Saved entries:
use std::sync::atomic::{AtomicU64, Ordering};

/// Stable identity assigned once per tracked node, for the lifetime of the
/// node's `Rc`. Rust gives no portable stable address the way `id(obj)` does
/// in the source language, so identity is a monotonic counter handed out at
/// activation time and stored alongside the node's data (see `node.rs`).
#[derive(Debug, Clone, Copy, PartialEq, Eq, Hash, PartialOrd, Ord)]
pub struct NodeId(u64);

static NEXT: AtomicU64 = AtomicU64::new(1);

impl NodeId {
    pub(crate) fn next() -> Self {
        Self(NEXT.fetch_add(1, Ordering::Relaxed))
    }
}

impl std::fmt::Display for NodeId {
    fn fmt(&self, f: &mut std::fmt::Formatter<'_>) -> std::fmt::Result {
        write!(f, "#{}", self.0)
    }
}

#[cfg(test)]
mod tests {
    use super::*;

    #[test]
    fn ids_are_distinct_and_increasing() {
        let a = NodeId::next();
        let b = NodeId::next();
        assert_ne!(a, b);
        assert!(b > a);
    }
}
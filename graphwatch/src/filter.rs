//! Path-pattern matching for subscriptions. See §4.E.

use crate::change::Change;
use glob::Pattern as GlobPattern;
use regex::Regex;

/// Either the wildcard, a shell glob, a compiled regular expression, or a
/// bare integer index matcher.
pub enum Filter {
    Wildcard,
    Glob(GlobPattern),
    Regex(Regex),
    /// Matches an `Item`/`Index` key by equality — "the change's key is an
    /// integer and the filter is an integer-valued plain pattern" (§4.E).
    Index(usize),
}

fn escape_path_brackets(pattern: &str) -> String {
    let mut out = String::with_capacity(pattern.len());
    for c in pattern.chars() {
        match c {
            '[' => out.push_str("[[]"),
            ']' => out.push_str("[]]"),
            _ => out.push(c),
        }
    }
    out
}

impl Filter {
    pub fn wildcard() -> Self {
        Filter::Wildcard
    }

    /// Build a filter from a pattern string. `regex = true` compiles it as a
    /// regular expression (prefix-anchored per §4.E); otherwise it is
    /// matched as a shell glob, unless it parses as a bare integer, in which
    /// case it becomes an `Index` filter.
    pub fn new(pattern: &str, regex: bool) -> Result<Self, crate::error::Error> {
        if pattern == "*" {
            return Ok(Filter::Wildcard);
        }
        if regex {
            let anchored = if pattern.starts_with('^') {
                pattern.to_owned()
            } else {
                format!("^(?:{pattern})")
            };
            let re = Regex::new(&anchored)
                .map_err(|e| crate::error::Error::BadPattern(e.to_string()))?;
            return Ok(Filter::Regex(re));
        }
        if let Ok(i) = pattern.parse::<usize>() {
            return Ok(Filter::Index(i));
        }
        // Composed item-access paths are bracketed ("A[0]", "A[\"k\"]"), but
        // shell-glob syntax treats `[`/`]` as a character class, not a
        // literal. Escape them so a pattern like `names[*]` matches the
        // bracket itself rather than being parsed as a class.
        let escaped = escape_path_brackets(pattern);
        let glob = GlobPattern::new(&escaped)
            .map_err(|e| crate::error::Error::BadPattern(e.to_string()))?;
        Ok(Filter::Glob(glob))
    }

    pub fn matches(&self, change: &Change) -> bool {
        match self {
            Filter::Wildcard => true,
            Filter::Index(i) => change.key.as_index() == Some(*i),
            Filter::Glob(pat) => match change.key.as_str() {
                Some(s) => pat.matches(s),
                None => false,
            },
            Filter::Regex(re) => match change.key.as_str() {
                Some(s) => re.is_match(s),
                None => false,
            },
        }
    }
}

#[cfg(test)]
mod tests {
    use super::*;
    use crate::identity::NodeId;
    use crate::value::{Key, Source, Value};

    fn change(key: Key) -> Change {
        Change::new(
            NodeId::next(),
            key,
            None,
            Some(Value::Int(1)),
            Source::Attr,
        )
    }

    #[test]
    fn wildcard_matches_everything() {
        let f = Filter::wildcard();
        assert!(f.matches(&change(Key::Name("anything".into()))));
        assert!(f.matches(&change(Key::Index(7))));
    }

    #[test]
    fn glob_matches_names_only() {
        let f = Filter::new("names[*]", false).unwrap();
        assert!(f.matches(&change(Key::Name("names[\"foo\"]".into()))));
        assert!(!f.matches(&change(Key::Name("other".into()))));
        assert!(!f.matches(&change(Key::Index(3))));
    }

    #[test]
    fn literal_pattern_matches_exact_path() {
        let f = Filter::new("foo.bar", false).unwrap();
        assert!(f.matches(&change(Key::Name("foo.bar".into()))));
        assert!(!f.matches(&change(Key::Name("foo.bar.baz".into()))));
    }

    #[test]
    fn regex_is_prefix_anchored() {
        let f = Filter::new("foo.*", true).unwrap();
        assert!(f.matches(&change(Key::Name("foo.bar".into()))));
        assert!(!f.matches(&change(Key::Name("xfoo.bar".into()))));
    }

    #[test]
    fn integer_key_matches_integer_pattern() {
        let f = Filter::new("2", false).unwrap();
        assert!(f.matches(&change(Key::Index(2))));
        assert!(!f.matches(&change(Key::Index(3))));
    }
}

Assigned task: Each line above needs to be output again, exactly as shown.

Exercise response:
use std::sync::atomic::{AtomicU64, Ordering};

/// Stable identity assigned once per tracked node, for the lifetime of the
/// node's `Rc`. Rust gives no portable stable address the way `id(obj)` does
/// in the source language, so identity is a monotonic counter handed out at
/// activation time and stored alongside the node's data (see `node.rs`).
#[derive(Debug, Clone, Copy, PartialEq, Eq, Hash, PartialOrd, Ord)]
pub struct NodeId(u64);

static NEXT: AtomicU64 = AtomicU64::new(1);

impl NodeId {
    pub(crate) fn next() -> Self {
        Self(NEXT.fetch_add(1, Ordering::Relaxed))
    }
}

impl std::fmt::Display for NodeId {
    fn fmt(&self, f: &mut std::fmt::Formatter<'_>) -> std::fmt::Result {
        write!(f, "#{}", self.0)
    }
}

#[cfg(test)]
mod tests {
    use super::*;

    #[test]
    fn ids_are_distinct_and_increasing() {
        let a = NodeId::next();
        let b = NodeId::next();
        assert_ne!(a, b);
        assert!(b > a);
    }
}
filename graphwatch/src/filter.rs
//! Path-pattern matching for subscriptions. See §4.E.

use crate::change::Change;
use glob::Pattern as GlobPattern;
use regex::Regex;

/// Either the wildcard, a shell glob, a compiled regular expression, or a
/// bare integer index matcher.
pub enum Filter {
    Wildcard,
    Glob(GlobPattern),
    Regex(Regex),
    /// Matches an `Item`/`Index` key by equality — "the change's key is an
    /// integer and the filter is an integer-valued plain pattern" (§4.E).
    Index(usize),
}

fn escape_path_brackets(pattern: &str) -> String {
    let mut out = String::with_capacity(pattern.len());
    for c in pattern.chars() {
        match c {
            '[' => out.push_str("[[]"),
            ']' => out.push_str("[]]"),
            _ => out.push(c),
        }
    }
    out
}

impl Filter {
    pub fn wildcard() -> Self {
        Filter::Wildcard
    }

    /// Build a filter from a pattern string. `regex = true` compiles it as a
    /// regular expression (prefix-anchored per §4.E); otherwise it is
    /// matched as a shell glob, unless it parses as a bare integer, in which
    /// case it becomes an `Index` filter.
    pub fn new(pattern: &str, regex: bool) -> Result<Self, crate::error::Error> {
        if pattern == "*" {
            return Ok(Filter::Wildcard);
        }
        if regex {
            let anchored = if pattern.starts_with('^') {
                pattern.to_owned()
            } else {
                format!("^(?:{pattern})")
            };
            let re = Regex::new(&anchored)
                .map_err(|e| crate::error::Error::BadPattern(e.to_string()))?;
            return Ok(Filter::Regex(re));
        }
        if let Ok(i) = pattern.parse::<usize>() {
            return Ok(Filter::Index(i));
        }
        // Composed item-access paths are bracketed ("A[0]", "A[\"k\"]"), but
        // shell-glob syntax treats `[`/`]` as a character class, not a
        // literal. Escape them so a pattern like `names[*]` matches the
        // bracket itself rather than being parsed as a class.
        let escaped = escape_path_brackets(pattern);
        let glob = GlobPattern::new(&escaped)
            .map_err(|e| crate::error::Error::BadPattern(e.to_string()))?;
        Ok(Filter::Glob(glob))
    }

    pub fn matches(&self, change: &Change) -> bool {
        match self {
            Filter::Wildcard => true,
            Filter::Index(i) => change.key.as_index() == Some(*i),
            Filter::Glob(pat) => match change.key.as_str() {
                Some(s) => pat.matches(s),
                None => false,
            },
            Filter::Regex(re) => match change.key.as_str() {
                Some(s) => re.is_match(s),
                None => false,
            },
        }
    }
}

#[cfg(test)]
mod tests {
    use super::*;
    use crate::identity::NodeId;
    use crate::value::{Key, Source, Value};

    fn change(key: Key) -> Change {
        Change::new(
            NodeId::next(),
            key,
            None,
            Some(Value::Int(1)),
            Source::Attr,
        )
    }

    #[test]
    fn wildcard_matches_everything() {
        let f = Filter::wildcard();
        assert!(f.matches(&change(Key::Name("anything".into()))));
        assert!(f.matches(&change(Key::Index(7))));
    }

    #[test]
    fn glob_matches_names_only() {
        let f = Filter::new("names[*]", false).unwrap();
        assert!(f.matches(&change(Key::Name("names[\"foo\"]".into()))));
        assert!(!f.matches(&change(Key::Name("other".into()))));
        assert!(!f.matches(&change(Key::Index(3))));
    }

    #[test]
    fn literal_pattern_matches_exact_path() {
        let f = Filter::new("foo.bar", false).unwrap();
        assert!(f.matches(&change(Key::Name("foo.bar".into()))));
        assert!(!f.matches(&change(Key::Name("foo.bar.baz".into()))));
    }

    #[test]
    fn regex_is_prefix_anchored() {
        let f = Filter::new("foo.*", true).unwrap();
        assert!(f.matches(&change(Key::Name("foo.bar".into()))));
        assert!(!f.matches(&change(Key::Name("xfoo.bar".into()))));
    }

    #[test]
    fn integer_key_matches_integer_pattern() {
        let f = Filter::new("2", false).unwrap();
        assert!(f.matches(&change(Key::Index(2))));
        assert!(!f.matches(&change(Key::Index(3))));
    }
}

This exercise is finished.